____ Exercise inputs

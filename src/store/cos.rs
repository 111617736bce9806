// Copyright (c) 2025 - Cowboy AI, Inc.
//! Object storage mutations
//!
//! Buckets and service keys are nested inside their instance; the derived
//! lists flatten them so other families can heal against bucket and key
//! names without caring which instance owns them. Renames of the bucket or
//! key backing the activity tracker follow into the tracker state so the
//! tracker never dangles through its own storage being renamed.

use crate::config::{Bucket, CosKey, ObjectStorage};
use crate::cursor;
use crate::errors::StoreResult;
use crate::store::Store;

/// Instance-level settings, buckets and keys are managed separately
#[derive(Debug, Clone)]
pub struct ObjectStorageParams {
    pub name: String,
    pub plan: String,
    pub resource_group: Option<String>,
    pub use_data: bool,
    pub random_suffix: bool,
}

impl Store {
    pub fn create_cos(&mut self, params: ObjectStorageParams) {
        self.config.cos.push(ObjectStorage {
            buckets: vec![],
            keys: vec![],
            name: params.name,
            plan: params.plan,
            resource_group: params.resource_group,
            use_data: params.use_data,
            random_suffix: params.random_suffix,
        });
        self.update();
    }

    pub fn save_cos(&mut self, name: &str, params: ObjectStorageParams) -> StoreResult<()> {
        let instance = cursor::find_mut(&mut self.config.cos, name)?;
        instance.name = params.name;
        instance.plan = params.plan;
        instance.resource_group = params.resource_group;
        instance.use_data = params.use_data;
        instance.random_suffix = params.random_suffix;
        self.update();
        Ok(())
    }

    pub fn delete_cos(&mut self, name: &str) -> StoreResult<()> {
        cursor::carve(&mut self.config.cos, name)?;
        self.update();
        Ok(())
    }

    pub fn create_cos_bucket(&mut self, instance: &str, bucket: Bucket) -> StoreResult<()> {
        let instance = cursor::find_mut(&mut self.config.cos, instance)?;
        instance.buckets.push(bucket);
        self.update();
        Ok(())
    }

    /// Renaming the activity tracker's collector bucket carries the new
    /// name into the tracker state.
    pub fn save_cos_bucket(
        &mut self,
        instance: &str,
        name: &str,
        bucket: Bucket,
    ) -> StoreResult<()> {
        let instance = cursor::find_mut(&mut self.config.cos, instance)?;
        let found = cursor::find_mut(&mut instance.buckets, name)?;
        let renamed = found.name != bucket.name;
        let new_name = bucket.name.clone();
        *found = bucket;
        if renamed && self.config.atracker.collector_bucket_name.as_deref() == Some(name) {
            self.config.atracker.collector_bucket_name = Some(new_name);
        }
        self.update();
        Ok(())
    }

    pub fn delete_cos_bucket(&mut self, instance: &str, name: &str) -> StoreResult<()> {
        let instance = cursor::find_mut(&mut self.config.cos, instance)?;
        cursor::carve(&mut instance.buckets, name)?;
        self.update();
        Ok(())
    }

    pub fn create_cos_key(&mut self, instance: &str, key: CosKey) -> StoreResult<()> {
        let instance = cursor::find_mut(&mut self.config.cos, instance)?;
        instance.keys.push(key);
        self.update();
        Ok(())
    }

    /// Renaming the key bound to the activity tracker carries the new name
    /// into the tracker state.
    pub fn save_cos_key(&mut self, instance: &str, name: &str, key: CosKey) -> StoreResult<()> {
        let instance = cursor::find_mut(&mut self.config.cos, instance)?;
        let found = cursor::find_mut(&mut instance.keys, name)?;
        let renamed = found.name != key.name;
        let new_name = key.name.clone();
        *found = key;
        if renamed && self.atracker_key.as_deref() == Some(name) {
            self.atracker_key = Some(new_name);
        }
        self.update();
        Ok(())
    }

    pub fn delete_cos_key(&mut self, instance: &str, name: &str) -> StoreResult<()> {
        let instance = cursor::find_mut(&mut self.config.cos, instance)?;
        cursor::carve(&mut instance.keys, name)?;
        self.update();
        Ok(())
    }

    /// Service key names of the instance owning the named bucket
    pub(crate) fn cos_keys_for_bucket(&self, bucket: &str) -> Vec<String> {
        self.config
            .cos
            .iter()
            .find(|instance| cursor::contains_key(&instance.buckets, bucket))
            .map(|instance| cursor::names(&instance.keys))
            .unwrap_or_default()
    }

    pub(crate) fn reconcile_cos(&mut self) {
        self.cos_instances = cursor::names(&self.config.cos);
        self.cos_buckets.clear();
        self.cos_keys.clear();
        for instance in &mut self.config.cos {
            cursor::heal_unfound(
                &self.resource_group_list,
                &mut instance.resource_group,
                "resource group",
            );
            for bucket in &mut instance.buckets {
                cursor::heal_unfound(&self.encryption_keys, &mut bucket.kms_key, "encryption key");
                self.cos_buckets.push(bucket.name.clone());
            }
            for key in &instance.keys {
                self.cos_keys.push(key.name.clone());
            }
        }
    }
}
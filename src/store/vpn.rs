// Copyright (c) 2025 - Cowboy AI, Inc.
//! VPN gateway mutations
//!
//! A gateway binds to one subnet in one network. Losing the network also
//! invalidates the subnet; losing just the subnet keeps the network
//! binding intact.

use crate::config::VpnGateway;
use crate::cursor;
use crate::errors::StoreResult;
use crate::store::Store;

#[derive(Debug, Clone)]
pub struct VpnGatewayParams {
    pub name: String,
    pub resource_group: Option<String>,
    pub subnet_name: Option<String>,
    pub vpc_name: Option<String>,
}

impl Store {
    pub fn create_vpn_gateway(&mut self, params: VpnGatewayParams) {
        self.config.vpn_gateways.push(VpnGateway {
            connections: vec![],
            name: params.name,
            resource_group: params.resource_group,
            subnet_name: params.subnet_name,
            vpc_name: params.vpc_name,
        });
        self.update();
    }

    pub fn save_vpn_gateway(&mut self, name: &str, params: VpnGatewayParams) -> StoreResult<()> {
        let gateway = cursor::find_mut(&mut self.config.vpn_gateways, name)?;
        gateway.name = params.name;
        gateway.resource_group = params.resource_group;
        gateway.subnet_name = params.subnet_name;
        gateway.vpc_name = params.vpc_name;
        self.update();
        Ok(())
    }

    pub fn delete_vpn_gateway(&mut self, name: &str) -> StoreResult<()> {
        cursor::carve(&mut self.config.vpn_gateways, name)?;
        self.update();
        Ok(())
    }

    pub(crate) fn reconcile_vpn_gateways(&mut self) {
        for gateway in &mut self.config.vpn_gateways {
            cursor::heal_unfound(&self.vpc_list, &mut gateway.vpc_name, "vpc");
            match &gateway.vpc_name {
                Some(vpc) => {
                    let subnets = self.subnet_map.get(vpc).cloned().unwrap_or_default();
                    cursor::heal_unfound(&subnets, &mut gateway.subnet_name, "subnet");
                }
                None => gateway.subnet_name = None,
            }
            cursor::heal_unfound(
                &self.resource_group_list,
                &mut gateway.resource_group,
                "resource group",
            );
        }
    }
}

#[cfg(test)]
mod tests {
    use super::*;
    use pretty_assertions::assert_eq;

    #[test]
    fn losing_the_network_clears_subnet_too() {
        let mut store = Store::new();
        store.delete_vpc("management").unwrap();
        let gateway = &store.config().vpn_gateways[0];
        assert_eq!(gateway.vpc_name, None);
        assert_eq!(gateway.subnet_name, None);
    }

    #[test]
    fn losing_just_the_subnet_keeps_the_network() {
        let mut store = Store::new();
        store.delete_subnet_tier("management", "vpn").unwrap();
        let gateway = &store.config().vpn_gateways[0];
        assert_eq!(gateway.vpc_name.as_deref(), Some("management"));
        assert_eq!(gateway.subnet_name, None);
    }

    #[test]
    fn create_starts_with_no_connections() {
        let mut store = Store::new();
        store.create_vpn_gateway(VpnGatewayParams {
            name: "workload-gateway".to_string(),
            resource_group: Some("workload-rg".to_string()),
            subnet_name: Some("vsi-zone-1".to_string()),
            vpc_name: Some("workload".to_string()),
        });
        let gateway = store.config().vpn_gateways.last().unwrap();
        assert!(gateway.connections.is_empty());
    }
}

________

== Brief ==
Set all the data down again, exactly as it reads above.

== Reply to the exercise ==
filename src/store/cos.rs
repository 111617736bce9806
// Copyright (c) 2025 - Cowboy AI, Inc.
//! Object storage mutations
//!
//! Buckets and service keys are nested inside their instance; the derived
//! lists flatten them so other families can heal against bucket and key
//! names without caring which instance owns them. Renames of the bucket or
//! key backing the activity tracker follow into the tracker state so the
//! tracker never dangles through its own storage being renamed.

use crate::config::{Bucket, CosKey, ObjectStorage};
use crate::cursor;
use crate::errors::StoreResult;
use crate::store::Store;

/// Instance-level settings, buckets and keys are managed separately
#[derive(Debug, Clone)]
pub struct ObjectStorageParams {
    pub name: String,
    pub plan: String,
    pub resource_group: Option<String>,
    pub use_data: bool,
    pub random_suffix: bool,
}

impl Store {
    pub fn create_cos(&mut self, params: ObjectStorageParams) {
        self.config.cos.push(ObjectStorage {
            buckets: vec![],
            keys: vec![],
            name: params.name,
            plan: params.plan,
            resource_group: params.resource_group,
            use_data: params.use_data,
            random_suffix: params.random_suffix,
        });
        self.update();
    }

    pub fn save_cos(&mut self, name: &str, params: ObjectStorageParams) -> StoreResult<()> {
        let instance = cursor::find_mut(&mut self.config.cos, name)?;
        instance.name = params.name;
        instance.plan = params.plan;
        instance.resource_group = params.resource_group;
        instance.use_data = params.use_data;
        instance.random_suffix = params.random_suffix;
        self.update();
        Ok(())
    }

    pub fn delete_cos(&mut self, name: &str) -> StoreResult<()> {
        cursor::carve(&mut self.config.cos, name)?;
        self.update();
        Ok(())
    }

    pub fn create_cos_bucket(&mut self, instance: &str, bucket: Bucket) -> StoreResult<()> {
        let instance = cursor::find_mut(&mut self.config.cos, instance)?;
        instance.buckets.push(bucket);
        self.update();
        Ok(())
    }

    /// Renaming the activity tracker's collector bucket carries the new
    /// name into the tracker state.
    pub fn save_cos_bucket(
        &mut self,
        instance: &str,
        name: &str,
        bucket: Bucket,
    ) -> StoreResult<()> {
        let instance = cursor::find_mut(&mut self.config.cos, instance)?;
        let found = cursor::find_mut(&mut instance.buckets, name)?;
        let renamed = found.name != bucket.name;
        let new_name = bucket.name.clone();
        *found = bucket;
        if renamed && self.config.atracker.collector_bucket_name.as_deref() == Some(name) {
            self.config.atracker.collector_bucket_name = Some(new_name);
        }
        self.update();
        Ok(())
    }

    pub fn delete_cos_bucket(&mut self, instance: &str, name: &str) -> StoreResult<()> {
        let instance = cursor::find_mut(&mut self.config.cos, instance)?;
        cursor::carve(&mut instance.buckets, name)?;
        self.update();
        Ok(())
    }

    pub fn create_cos_key(&mut self, instance: &str, key: CosKey) -> StoreResult<()> {
        let instance = cursor::find_mut(&mut self.config.cos, instance)?;
        instance.keys.push(key);
        self.update();
        Ok(())
    }

    /// Renaming the key bound to the activity tracker carries the new name
    /// into the tracker state.
    pub fn save_cos_key(&mut self, instance: &str, name: &str, key: CosKey) -> StoreResult<()> {
        let instance = cursor::find_mut(&mut self.config.cos, instance)?;
        let found = cursor::find_mut(&mut instance.keys, name)?;
        let renamed = found.name != key.name;
        let new_name = key.name.clone();
        *found = key;
        if renamed && self.atracker_key.as_deref() == Some(name) {
            self.atracker_key = Some(new_name);
        }
        self.update();
        Ok(())
    }

    pub fn delete_cos_key(&mut self, instance: &str, name: &str) -> StoreResult<()> {
        let instance = cursor::find_mut(&mut self.config.cos, instance)?;
        cursor::carve(&mut instance.keys, name)?;
        self.update();
        Ok(())
    }

    /// Service key names of the instance owning the named bucket
    pub(crate) fn cos_keys_for_bucket(&self, bucket: &str) -> Vec<String> {
        self.config
            .cos
            .iter()
            .find(|instance| cursor::contains_key(&instance.buckets, bucket))
            .map(|instance| cursor::names(&instance.keys))
            .unwrap_or_default()
    }

    pub(crate) fn reconcile_cos(&mut self) {
        self.cos_instances = cursor::names(&self.config.cos);
        self.cos_buckets.clear();
        self.cos_keys.clear();
        for instance in &mut self.config.cos {
            cursor::heal_unfound(
                &self.resource_group_list,
                &mut instance.resource_group,
                "resource group",
            );
            for bucket in &mut instance.buckets {
                cursor::heal_unfound(&self.encryption_keys, &mut bucket.kms_key, "encryption key");
                self.cos_buckets.push(bucket.name.clone());
            }
            for key in &instance.keys {
                self.cos_keys.push(key.name.clone());
            }
        }
    }
}
filename src/store/vpn.rs
// Copyright (c) 2025 - Cowboy AI, Inc.
//! VPN gateway mutations
//!
//! A gateway binds to one subnet in one network. Losing the network also
//! invalidates the subnet; losing just the subnet keeps the network
//! binding intact.

use crate::config::VpnGateway;
use crate::cursor;
use crate::errors::StoreResult;
use crate::store::Store;

#[derive(Debug, Clone)]
pub struct VpnGatewayParams {
    pub name: String,
    pub resource_group: Option<String>,
    pub subnet_name: Option<String>,
    pub vpc_name: Option<String>,
}

impl Store {
    pub fn create_vpn_gateway(&mut self, params: VpnGatewayParams) {
        self.config.vpn_gateways.push(VpnGateway {
            connections: vec![],
            name: params.name,
            resource_group: params.resource_group,
            subnet_name: params.subnet_name,
            vpc_name: params.vpc_name,
        });
        self.update();
    }

    pub fn save_vpn_gateway(&mut self, name: &str, params: VpnGatewayParams) -> StoreResult<()> {
        let gateway = cursor::find_mut(&mut self.config.vpn_gateways, name)?;
        gateway.name = params.name;
        gateway.resource_group = params.resource_group;
        gateway.subnet_name = params.subnet_name;
        gateway.vpc_name = params.vpc_name;
        self.update();
        Ok(())
    }

    pub fn delete_vpn_gateway(&mut self, name: &str) -> StoreResult<()> {
        cursor::carve(&mut self.config.vpn_gateways, name)?;
        self.update();
        Ok(())
    }

    pub(crate) fn reconcile_vpn_gateways(&mut self) {
        for gateway in &mut self.config.vpn_gateways {
            cursor::heal_unfound(&self.vpc_list, &mut gateway.vpc_name, "vpc");
            match &gateway.vpc_name {
                Some(vpc) => {
                    let subnets = self.subnet_map.get(vpc).cloned().unwrap_or_default();
                    cursor::heal_unfound(&subnets, &mut gateway.subnet_name, "subnet");
                }
                None => gateway.subnet_name = None,
            }
            cursor::heal_unfound(
                &self.resource_group_list,
                &mut gateway.resource_group,
                "resource group",
            );
        }
    }
}

#[cfg(test)]
mod tests {
    use super::*;
    use pretty_assertions::assert_eq;

    #[test]
    fn losing_the_network_clears_subnet_too() {
        let mut store = Store::new();
        store.delete_vpc("management").unwrap();
        let gateway = &store.config().vpn_gateways[0];
        assert_eq!(gateway.vpc_name, None);
        assert_eq!(gateway.subnet_name, None);
    }

    #[test]
    fn losing_just_the_subnet_keeps_the_network() {
        let mut store = Store::new();
        store.delete_subnet_tier("management", "vpn").unwrap();
        let gateway = &store.config().vpn_gateways[0];
        assert_eq!(gateway.vpc_name.as_deref(), Some("management"));
        assert_eq!(gateway.subnet_name, None);
    }

    #[test]
    fn create_starts_with_no_connections() {
        let mut store = Store::new();
        store.create_vpn_gateway(VpnGatewayParams {
            name: "workload-gateway".to_string(),
            resource_group: Some("workload-rg".to_string()),
            subnet_name: Some("vsi-zone-1".to_string()),
            vpc_name: Some("workload".to_string()),
        });
        let gateway = store.config().vpn_gateways.last().unwrap();
        assert!(gateway.connections.is_empty());
    }
}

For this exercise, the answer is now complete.